SINGAPORE (Feb 29): OCBC is raising its “buy” call on City Developments with higher $8.67 fair value.

In a Friday report, lead analyst Eli Lee says the group’s asset and income profile has become significantly more robust after active diversification into international market over the last five years.

“As at end 2015, we note that 45% of total assets fall in overseas markets while 51% of total assets also fall into the group’s recurring income segments,” says Lee.

In FY15, the group made strong progress in China with several successful launches over the year. City Developments’ UK real estate development platform have so far acquired seven freehold properties for GBP400 million ($781.5 million), out of GBP550 million that had
been set aside for deployment.

The group expects to secure the permits for the construction and sales for its condo project in Tokyo’s Minato ward by end 2017 and also re-entered the Australian market with a A$275 million ($276.2 million) condo project in South Bank, Brisbane.

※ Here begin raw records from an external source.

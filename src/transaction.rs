//! Transaction engine (C7).
//!
//! `MULTI`, the queued commands and `EXEC` are written as a single
//! pipelined batch against one connection: once `EXEC` is
//! queued, there is no chance for another caller's command to land between
//! `MULTI` and `EXEC` on the same connection. A transaction is therefore
//! pinned to a single node for its whole lifetime, decided by the first
//! command's routing.

use crate::dispatcher::Dispatcher;
use crate::error::{ClientError, ClientResult};
use crate::resp::{Cmd, Value};
use crate::routing::RoutingSpec;

/// Accumulates commands for a single `MULTI`/`EXEC` batch.
pub struct Transaction<'a> {
    dispatcher: &'a Dispatcher,
    commands: Vec<Cmd>,
}

impl<'a> Transaction<'a> {
    pub fn new(dispatcher: &'a Dispatcher) -> Self {
        Transaction {
            dispatcher,
            commands: Vec::new(),
        }
    }

    /// Queues a command for the transaction. Queuing never talks to the
    /// network; nothing is sent until [`Transaction::exec`].
    pub fn queue(&mut self, cmd: Cmd) -> &mut Self {
        self.commands.push(cmd);
        self
    }

    /// Sends `MULTI`, every queued command, and `EXEC` as one pipelined
    /// write to a single node, so no other caller's command can
    /// land between `MULTI` and `EXEC` on that connection.
    ///
    /// A server-side `WATCH` conflict causes `EXEC` to reply with a null
    /// array, which surfaces here as `Ok(None)`, not an error. A `CROSSSLOT`
    /// or other server error on `MULTI`, on queuing, or on `EXEC` itself
    /// aborts the transaction and is returned as `ClientError::ExecAbort`.
    pub async fn exec(self) -> ClientResult<Option<Vec<Value>>> {
        if self.commands.is_empty() {
            return Ok(Some(Vec::new()));
        }
        let routing = RoutingSpec::for_command(&self.commands[0]);

        let mut batch = Vec::with_capacity(self.commands.len() + 2);
        batch.push(Cmd::new("MULTI"));
        batch.extend(self.commands.iter().cloned());
        batch.push(Cmd::new("EXEC"));

        let mut replies = self.dispatcher.submit_pipeline(batch, routing).await?;
        let exec_reply = replies.pop().expect("EXEC reply is always present");

        // `replies[0]` is MULTI's own reply; anything after it up to (but
        // excluding, already popped) EXEC is a per-command queuing reply.
        // No intra-transaction retries: the first error anywhere in the
        // batch aborts the whole thing.
        for reply in &replies[1..] {
            if let Value::Error { kind, message } = reply {
                return Err(ClientError::ExecAbort(format!("{kind} {message}")));
            }
        }
        if let Value::Error { kind, message } = &replies[0] {
            return Err(ClientError::ExecAbort(format!("{kind} {message}")));
        }

        match exec_reply {
            Value::Nil => Ok(None),
            Value::Array(items) => Ok(Some(items)),
            Value::Error { kind, message } => {
                Err(ClientError::ExecAbort(format!("{kind} {message}")))
            }
            other => Err(ClientError::connection(format!(
                "unexpected EXEC reply shape: {other:?}"
            ))),
        }
    }
}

In Singapore, the group reported that both ECs launched in 2015, The Brownstone and The Criterion, were 55% and 15% sold, respectively, with other launched projects also registering “reasonable sales” over the year.

In 4Q15, City Developments’ PATMI increased 6.6% to $410.5 million from a year ago mostly due to gains from the monetisation of three office assets through the group’s second Profit Participation Securities Platform in Dec15; a maiden $12 million contribution from the sale of Emerald House in the UK and higher profit recognition from development projects in Singapore.

In FY15, PATMI accumulated to $773.4 million, up 0.5% from $769.7 million last year.

“We judge these results to be broadly in line with expectations after accounting for one-time gains and extraordinary items,” says Lee.

A final dividend of 8 cents and a special final dividend of 4 cents have been proposed.

As at 11.51am, City Developments were trading 0.56% higher at $7.24.